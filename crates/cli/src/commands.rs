// FILE: crates/cli/src/commands.rs

use anyhow::{anyhow, bail, Context, Result};
use castsync_config::{Config, ConfigManager};
use castsync_core::Feed;
use castsync_feed_merge::{
    EpisodeDuplicateGuesser, FeedMergeEngine, InMemoryStore, MergeOptions, MergeOutcome,
    NoopEventSink, StoreSnapshot,
};
use castsync_sync_engine::{codec, ActionKind, ActionUpload, RemoteActions, SyncAction, SyncQueue};
use clap::ArgMatches;
use console::style;
use std::fs;
use std::io::Write;
use std::path::Path;
use std::sync::Arc;
use tempfile::NamedTempFile;

/// Write a default config file and an empty store
pub fn init(manager: &ConfigManager, store_path: &Path) -> Result<()> {
    if manager.initialize().context("Failed to write default config")? {
        println!(
            "{} Config written to {}",
            style("✓").green().bold(),
            manager.config_path().display()
        );
    }

    if store_path.exists() {
        println!("Store already exists at {}", store_path.display());
    } else {
        save_store(store_path, &InMemoryStore::new())?;
        println!(
            "{} Empty store created at {}",
            style("✓").green().bold(),
            store_path.display()
        );
    }
    Ok(())
}

/// Merge a parsed feed into the store
pub fn merge_feed(config: &Config, store_path: &Path, matches: &ArgMatches) -> Result<()> {
    let feed_path = matches
        .get_one::<String>("feed")
        .ok_or_else(|| anyhow!("Feed file is required"))?;
    let remove_unlisted = matches.get_flag("remove-unlisted");

    let (outcome, actions) = run_merge(config, store_path, Path::new(feed_path), remove_unlisted)?;
    print_outcome(&outcome);

    if !actions.is_empty() {
        println!("\n{} sync actions queued", style(actions.len()).bold().cyan());
        for action in &actions {
            println!("  {}", action);
        }
    }

    if let Some(out) = matches.get_one::<String>("actions-out") {
        let upload = ActionUpload::new(&actions).context("Failed to encode sync actions")?;
        fs::write(out, upload.to_json_string()?)
            .with_context(|| format!("Failed to write {}", out))?;
        println!("Upload payload written to {}", out);
    }

    Ok(())
}

/// List stored feeds
pub fn list_feeds(store_path: &Path) -> Result<()> {
    let snapshot = open_store(store_path)?
        .snapshot()
        .context("Failed to read store")?;

    if snapshot.feeds.is_empty() {
        println!("No feeds stored. Use 'merge' to add one.");
        return Ok(());
    }

    println!("\n{} Feeds", style(snapshot.feeds.len()).bold().cyan());
    println!("{}", "=".repeat(80));
    for feed in &snapshot.feeds {
        print_feed_summary(feed);
    }
    Ok(())
}

/// Remove a feed by download URL
pub fn remove_feed(config: &Config, store_path: &Path, matches: &ArgMatches) -> Result<()> {
    let url = matches
        .get_one::<String>("url")
        .ok_or_else(|| anyhow!("Feed URL is required"))?;

    let store = Arc::new(open_store(store_path)?);
    let engine = build_engine(config, Arc::clone(&store), SyncQueue::new(false));
    if !engine
        .remove_feed_with_download_url(url)
        .context("Failed to remove feed")?
    {
        bail!("No feed with download URL {}", url);
    }

    save_store(store_path, &store)?;
    println!("{} Removed {}", style("✓").green().bold(), url);
    Ok(())
}

/// Print the anomaly log
pub fn show_diagnostics(store_path: &Path) -> Result<()> {
    let diagnostics = open_store(store_path)?
        .diagnostics()
        .context("Failed to read diagnostics")?;

    if diagnostics.is_empty() {
        println!("No feed anomalies recorded.");
        return Ok(());
    }

    for record in &diagnostics {
        println!(
            "{} [{}] {} / {}",
            style(record.recorded_at.format("%Y-%m-%d %H:%M:%S")).dim(),
            style(record.kind).yellow(),
            record.feed_title,
            record.item_title
        );
        for line in record.message.lines() {
            println!("    {}", line);
        }
        println!();
    }
    Ok(())
}

/// Print the JSON record of a single action
pub fn encode_action(matches: &ArgMatches) -> Result<()> {
    let action = build_action(matches)?;
    println!("{}", codec::encode_to_string(&action)?);
    Ok(())
}

/// Decode a server response and print its actions
pub fn decode_actions(matches: &ArgMatches) -> Result<()> {
    let path = matches
        .get_one::<String>("file")
        .ok_or_else(|| anyhow!("Response file is required"))?;

    let remote = read_remote_actions(Path::new(path))?;
    println!(
        "\n{} actions (server timestamp {})",
        style(remote.actions.len()).bold().cyan(),
        remote.timestamp
    );
    for action in &remote.actions {
        println!("  {}", action);
    }
    if remote.skipped > 0 {
        println!(
            "{} {} records could not be decoded and were skipped",
            style("!").yellow().bold(),
            remote.skipped
        );
    }
    Ok(())
}

fn run_merge(
    config: &Config,
    store_path: &Path,
    feed_path: &Path,
    remove_unlisted: bool,
) -> Result<(MergeOutcome, Vec<SyncAction>)> {
    let text = fs::read_to_string(feed_path)
        .with_context(|| format!("Failed to read feed {}", feed_path.display()))?;
    let incoming: Feed = serde_json::from_str(&text)
        .with_context(|| format!("Feed {} is not valid feed JSON", feed_path.display()))?;

    let store = Arc::new(open_store(store_path)?);
    let queue = SyncQueue::new(config.sync.enabled);
    let engine = build_engine(config, Arc::clone(&store), queue.clone());

    let outcome = engine
        .update_feed(incoming, remove_unlisted)
        .context("Merge failed")?;
    save_store(store_path, &store)?;

    let actions = queue.drain().context("Failed to drain sync queue")?;
    Ok((outcome, actions))
}

fn build_engine(config: &Config, store: Arc<InMemoryStore>, queue: SyncQueue) -> FeedMergeEngine {
    FeedMergeEngine::new(
        store,
        Arc::new(EpisodeDuplicateGuesser::from_config(&config.merge)),
        Arc::new(queue),
        Arc::new(NoopEventSink),
    )
    .with_options(MergeOptions::from(&config.merge))
}

fn build_action(matches: &ArgMatches) -> Result<SyncAction> {
    let podcast = matches
        .get_one::<String>("podcast")
        .ok_or_else(|| anyhow!("Podcast URL is required"))?;
    let episode = matches
        .get_one::<String>("episode")
        .ok_or_else(|| anyhow!("Episode URL is required"))?;
    let kind: ActionKind = matches
        .get_one::<String>("action")
        .ok_or_else(|| anyhow!("Action kind is required"))?
        .parse()
        .map_err(|_| anyhow!("Unknown action kind"))?;

    let mut builder = SyncAction::builder(podcast.as_str(), episode.as_str(), kind);
    if let Some(guid) = matches.get_one::<String>("guid") {
        builder = builder.guid(guid.as_str());
    }
    builder = match matches.get_one::<String>("timestamp") {
        Some(text) => builder.timestamp(
            codec::parse_timestamp(text)
                .ok_or_else(|| anyhow!("Timestamp must look like {}", codec::TIMESTAMP_FORMAT))?,
        ),
        None => builder.current_timestamp(),
    };
    if let Some(&started) = matches.get_one::<i64>("started") {
        builder = builder.started(started);
    }
    if let Some(&position) = matches.get_one::<i64>("position") {
        builder = builder.position(position);
    }
    if let Some(&total) = matches.get_one::<i64>("total") {
        builder = builder.total(total);
    }
    Ok(builder.build())
}

fn read_remote_actions(path: &Path) -> Result<RemoteActions> {
    let text = fs::read_to_string(path)
        .with_context(|| format!("Failed to read {}", path.display()))?;
    RemoteActions::parse(&text).context("Invalid sync response")
}

/// Loads a store snapshot; a missing file is an empty store
fn open_store(path: &Path) -> Result<InMemoryStore> {
    if !path.exists() {
        log::info!("No store at {}, starting empty", path.display());
        return Ok(InMemoryStore::new());
    }

    let text = fs::read_to_string(path)
        .with_context(|| format!("Failed to read store {}", path.display()))?;
    let snapshot: StoreSnapshot = serde_json::from_str(&text)
        .with_context(|| format!("Store {} is corrupted", path.display()))?;
    Ok(InMemoryStore::from_snapshot(snapshot))
}

/// Writes a store snapshot through a temp file and rename
fn save_store(path: &Path, store: &InMemoryStore) -> Result<()> {
    let snapshot = store.snapshot().context("Failed to read store")?;
    let json = serde_json::to_string_pretty(&snapshot)?;

    let dir = path
        .parent()
        .filter(|parent| !parent.as_os_str().is_empty())
        .unwrap_or_else(|| Path::new("."));
    fs::create_dir_all(dir)
        .with_context(|| format!("Failed to create {}", dir.display()))?;

    let mut temp_file = NamedTempFile::new_in(dir)?;
    temp_file.write_all(json.as_bytes())?;
    temp_file.flush()?;
    temp_file
        .persist(path)
        .with_context(|| format!("Failed to write store {}", path.display()))?;
    log::debug!("Store saved to {}", path.display());
    Ok(())
}

fn print_outcome(outcome: &MergeOutcome) {
    let feed = &outcome.feed;
    let new_count = feed.items.iter().filter(|i| i.is_new()).count();

    println!("{} Merged feed", style("✓").green().bold());
    print_feed_summary(feed);
    println!("  New episodes: {}", new_count);
    if !outcome.removed_items.is_empty() {
        println!("  Removed episodes: {}", outcome.removed_items.len());
    }
    for record in &outcome.diagnostics {
        println!(
            "  {} {}",
            style("!").yellow().bold(),
            truncate(record.message.lines().next().unwrap_or(""), 70)
        );
    }
    for failure in &outcome.store_failures {
        println!("  {} {}", style("✗").red().bold(), failure);
    }
}

fn print_feed_summary(feed: &Feed) {
    println!(
        "{} {}",
        style(format!("[{}]", feed.id)).dim(),
        style(&feed.title).bold()
    );
    println!("  URL: {}", feed.download_url);
    println!("  Episodes: {}", feed.items.len());
    if let Some(next) = &feed.next_page_link {
        println!("  Next page: {}", next);
    }
}

fn truncate(s: &str, max_len: usize) -> String {
    if s.chars().count() <= max_len {
        s.to_string()
    } else {
        format!("{}...", s.chars().take(max_len).collect::<String>())
    }
}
+ + + + + + +
Your assignment:
In the entries above, find each line with "next" and list it.

Answer to the problem:
            truncate(record.message.lines().next().unwrap_or(""), 70)
    if let Some(next) = &feed.next_page_link {
        println!("  Next page: {}", next);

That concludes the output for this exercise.